In pneumatic transport equipment and ducts, as well as feeding devices (cyclones), explosive dust concentrations occur, and collisions between particles cause static electricity buildup. Explosion or fire may result from:

• static electricity discharge,
• sparking caused by fan blade friction against the housing,
• fan bearing overheating.

6. Aspiration systems:

There is a risk of ignition of grain or flour dust in case of:

• a fire source arising in one of the above-mentioned devices,
• sparking caused by fan blade friction,
• fan bearing seizure.

7. During loading of grain and flour chambers:

The hazard exists due to the presence of open flames or dust ignition from faulty electrical equipment.

Stages of explosion risk assessment analysis

Analyses forming the basis for explosion risk assessment are carried out in stages. In the first stage, identification and verification of data concerning the execution of tasks and processes in the relevant areas are performed. The work is based on documentation provided by the Client, containing technological characteristics of installations and facilities, as well as physicochemical specifications including ignition and explosion parameters of flammable substances used. Supplementation and verification of documentation data come from information obtained during on-site inspections.

Based on the collected information and process data, an identification analysis of explosion hazards is conducted, including:

• identification of flammable substances,
• identification of potential explosive atmosphere locations,
• identification and classification of emission sources of flammable substances, and
• determination of the probability of explosive atmosphere occurrence.

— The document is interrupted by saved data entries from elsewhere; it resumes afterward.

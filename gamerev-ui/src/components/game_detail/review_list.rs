//! Review list component

use crate::display_types::Review;
use gamerev_common::star_glyphs;
use dioxus::prelude::*;

/// Reviews in the order given, or a placeholder when there are none
#[component]
pub fn ReviewList(reviews: Vec<Review>) -> Element {
    if reviews.is_empty() {
        return rsx! {
            div { class: "game-reviews text-gray-400 py-6", "No reviews yet." }
        };
    }

    rsx! {
        div { class: "game-reviews flex flex-col gap-4",
            for (index , review) in reviews.into_iter().enumerate() {
                ReviewItem { key: "{index}", review }
            }
        }
    }
}

#[component]
fn ReviewItem(review: Review) -> Element {
    let stars = star_glyphs(review.star_point);

    rsx! {
        div {
            class: "review-item bg-gray-800 rounded-lg p-4",
            "data-testid": "review-item",
            h3 { class: "font-bold text-white mb-1", "{review.username}" }
            p { class: "text-gray-300 mb-2", "{review.content}" }
            p { class: "text-yellow-400", "Rating: {stars}" }
        }
    }
}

The results of explosion hazard identification analyses are used to determine the classification of explosion hazard zones. The full classification documentation is supplemented with graphic documentation, including layout plans showing the type and range of explosion hazard zones as well as the location and identification of emission sources, in accordance with Polish Standards. In all areas where explosion hazard zones are classified, the category of equipment (marking according to the directive, not the standard) permitted for use is determined, enabling the selection of appropriate components and machines with ATEX certification.